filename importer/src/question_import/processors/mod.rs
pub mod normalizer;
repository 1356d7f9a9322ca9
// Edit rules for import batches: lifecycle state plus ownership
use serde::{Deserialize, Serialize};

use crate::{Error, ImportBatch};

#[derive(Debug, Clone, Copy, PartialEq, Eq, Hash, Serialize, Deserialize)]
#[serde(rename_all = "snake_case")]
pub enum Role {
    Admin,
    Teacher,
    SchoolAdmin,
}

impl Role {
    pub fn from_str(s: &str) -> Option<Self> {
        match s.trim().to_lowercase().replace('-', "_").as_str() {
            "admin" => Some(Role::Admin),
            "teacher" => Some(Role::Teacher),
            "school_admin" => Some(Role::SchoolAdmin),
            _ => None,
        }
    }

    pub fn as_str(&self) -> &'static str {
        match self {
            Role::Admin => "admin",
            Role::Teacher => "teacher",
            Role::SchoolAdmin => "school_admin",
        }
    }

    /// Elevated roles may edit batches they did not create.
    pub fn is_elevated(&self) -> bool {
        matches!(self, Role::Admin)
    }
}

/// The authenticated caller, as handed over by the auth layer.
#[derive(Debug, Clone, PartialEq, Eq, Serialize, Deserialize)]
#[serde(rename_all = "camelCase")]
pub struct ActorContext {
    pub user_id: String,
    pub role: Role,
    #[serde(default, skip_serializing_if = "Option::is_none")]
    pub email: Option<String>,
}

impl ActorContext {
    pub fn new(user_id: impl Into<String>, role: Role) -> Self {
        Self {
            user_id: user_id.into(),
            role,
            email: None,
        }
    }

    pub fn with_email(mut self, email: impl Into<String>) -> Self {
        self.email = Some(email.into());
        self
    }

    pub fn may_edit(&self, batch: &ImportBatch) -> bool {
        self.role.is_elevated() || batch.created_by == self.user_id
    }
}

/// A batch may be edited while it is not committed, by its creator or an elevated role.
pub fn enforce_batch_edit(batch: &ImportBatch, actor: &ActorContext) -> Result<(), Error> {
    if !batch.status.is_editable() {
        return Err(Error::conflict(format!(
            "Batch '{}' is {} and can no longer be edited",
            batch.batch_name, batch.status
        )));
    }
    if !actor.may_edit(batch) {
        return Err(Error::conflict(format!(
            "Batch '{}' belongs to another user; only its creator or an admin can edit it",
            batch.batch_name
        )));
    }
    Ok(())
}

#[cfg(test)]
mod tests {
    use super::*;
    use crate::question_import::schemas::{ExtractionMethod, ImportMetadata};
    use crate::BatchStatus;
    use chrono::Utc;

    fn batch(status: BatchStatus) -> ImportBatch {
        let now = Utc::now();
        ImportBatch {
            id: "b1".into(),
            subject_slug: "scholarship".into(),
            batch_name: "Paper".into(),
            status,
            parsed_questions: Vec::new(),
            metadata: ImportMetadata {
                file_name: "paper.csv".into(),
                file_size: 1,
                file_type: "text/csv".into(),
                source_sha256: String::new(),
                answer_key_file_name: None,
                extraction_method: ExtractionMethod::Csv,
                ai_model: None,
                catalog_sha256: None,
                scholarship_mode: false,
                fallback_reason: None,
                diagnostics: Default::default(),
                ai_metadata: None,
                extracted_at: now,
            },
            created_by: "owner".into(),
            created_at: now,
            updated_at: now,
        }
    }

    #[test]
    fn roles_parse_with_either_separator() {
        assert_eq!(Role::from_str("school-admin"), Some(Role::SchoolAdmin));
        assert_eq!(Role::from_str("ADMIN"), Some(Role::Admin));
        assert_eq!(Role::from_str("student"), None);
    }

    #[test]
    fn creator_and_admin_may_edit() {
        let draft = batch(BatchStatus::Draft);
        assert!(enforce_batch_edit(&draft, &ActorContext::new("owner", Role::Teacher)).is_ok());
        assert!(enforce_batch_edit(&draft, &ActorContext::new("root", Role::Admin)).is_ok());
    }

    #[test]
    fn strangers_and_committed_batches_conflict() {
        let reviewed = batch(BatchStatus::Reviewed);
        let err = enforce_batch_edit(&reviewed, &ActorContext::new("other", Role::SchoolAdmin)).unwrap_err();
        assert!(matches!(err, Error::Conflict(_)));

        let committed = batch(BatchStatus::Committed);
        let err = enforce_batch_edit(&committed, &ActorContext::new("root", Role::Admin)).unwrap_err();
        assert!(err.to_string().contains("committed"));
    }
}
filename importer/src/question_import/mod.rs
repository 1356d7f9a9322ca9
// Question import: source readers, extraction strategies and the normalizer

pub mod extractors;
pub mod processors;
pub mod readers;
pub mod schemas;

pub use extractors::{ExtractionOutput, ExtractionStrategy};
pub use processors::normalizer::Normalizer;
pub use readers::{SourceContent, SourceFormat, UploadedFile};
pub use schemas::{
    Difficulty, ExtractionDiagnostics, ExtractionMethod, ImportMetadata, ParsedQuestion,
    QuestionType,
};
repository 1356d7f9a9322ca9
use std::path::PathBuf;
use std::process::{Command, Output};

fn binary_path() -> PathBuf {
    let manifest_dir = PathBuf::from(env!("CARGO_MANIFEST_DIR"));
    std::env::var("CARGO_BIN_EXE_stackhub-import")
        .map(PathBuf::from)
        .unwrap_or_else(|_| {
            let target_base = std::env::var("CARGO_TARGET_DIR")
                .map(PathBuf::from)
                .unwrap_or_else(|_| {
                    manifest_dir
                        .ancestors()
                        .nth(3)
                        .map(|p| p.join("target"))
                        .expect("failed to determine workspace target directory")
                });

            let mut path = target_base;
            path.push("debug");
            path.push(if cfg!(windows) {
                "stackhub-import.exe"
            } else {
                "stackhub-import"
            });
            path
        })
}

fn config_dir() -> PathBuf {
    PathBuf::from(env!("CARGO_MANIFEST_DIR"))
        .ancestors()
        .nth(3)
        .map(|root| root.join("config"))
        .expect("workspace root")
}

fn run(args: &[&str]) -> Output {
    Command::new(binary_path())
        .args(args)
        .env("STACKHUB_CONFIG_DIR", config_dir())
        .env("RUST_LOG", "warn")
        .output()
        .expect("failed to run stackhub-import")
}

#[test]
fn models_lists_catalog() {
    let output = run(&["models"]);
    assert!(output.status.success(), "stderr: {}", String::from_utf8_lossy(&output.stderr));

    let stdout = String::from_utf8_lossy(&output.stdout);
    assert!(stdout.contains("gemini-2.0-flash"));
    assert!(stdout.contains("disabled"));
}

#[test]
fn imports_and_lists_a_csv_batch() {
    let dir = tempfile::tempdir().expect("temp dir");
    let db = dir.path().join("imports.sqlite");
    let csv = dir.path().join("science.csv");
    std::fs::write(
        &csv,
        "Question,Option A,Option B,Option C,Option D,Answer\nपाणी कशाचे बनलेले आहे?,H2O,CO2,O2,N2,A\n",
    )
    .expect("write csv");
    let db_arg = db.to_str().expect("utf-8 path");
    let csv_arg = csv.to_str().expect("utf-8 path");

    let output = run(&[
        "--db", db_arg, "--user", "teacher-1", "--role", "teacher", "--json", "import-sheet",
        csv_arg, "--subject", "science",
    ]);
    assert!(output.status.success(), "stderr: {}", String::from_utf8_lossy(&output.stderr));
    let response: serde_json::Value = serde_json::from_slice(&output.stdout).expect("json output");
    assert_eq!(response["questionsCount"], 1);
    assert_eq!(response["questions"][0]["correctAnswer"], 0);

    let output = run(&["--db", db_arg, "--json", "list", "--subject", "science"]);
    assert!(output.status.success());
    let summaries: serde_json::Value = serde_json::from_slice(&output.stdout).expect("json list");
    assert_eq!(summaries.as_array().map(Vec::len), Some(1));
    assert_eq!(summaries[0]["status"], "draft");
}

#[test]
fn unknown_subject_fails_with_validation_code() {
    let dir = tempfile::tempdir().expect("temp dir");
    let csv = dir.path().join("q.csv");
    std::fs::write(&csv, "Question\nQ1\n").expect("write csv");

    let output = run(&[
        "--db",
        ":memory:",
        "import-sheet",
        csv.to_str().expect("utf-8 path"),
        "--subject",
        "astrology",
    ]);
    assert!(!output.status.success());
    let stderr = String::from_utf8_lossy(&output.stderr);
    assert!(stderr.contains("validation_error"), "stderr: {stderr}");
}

## DIRECTIONS FOR THIS TASK
Return exactly the leading lines of the listing, stopping after the line in which "pub fn from_str(s: &str)" occurs.

## SOLUTION BELOW
filename importer/src/question_import/processors/mod.rs
pub mod normalizer;
repository 1356d7f9a9322ca9
// Edit rules for import batches: lifecycle state plus ownership
use serde::{Deserialize, Serialize};

use crate::{Error, ImportBatch};

#[derive(Debug, Clone, Copy, PartialEq, Eq, Hash, Serialize, Deserialize)]
#[serde(rename_all = "snake_case")]
pub enum Role {
    Admin,
    Teacher,
    SchoolAdmin,
}

impl Role {
    pub fn from_str(s: &str) -> Option<Self> {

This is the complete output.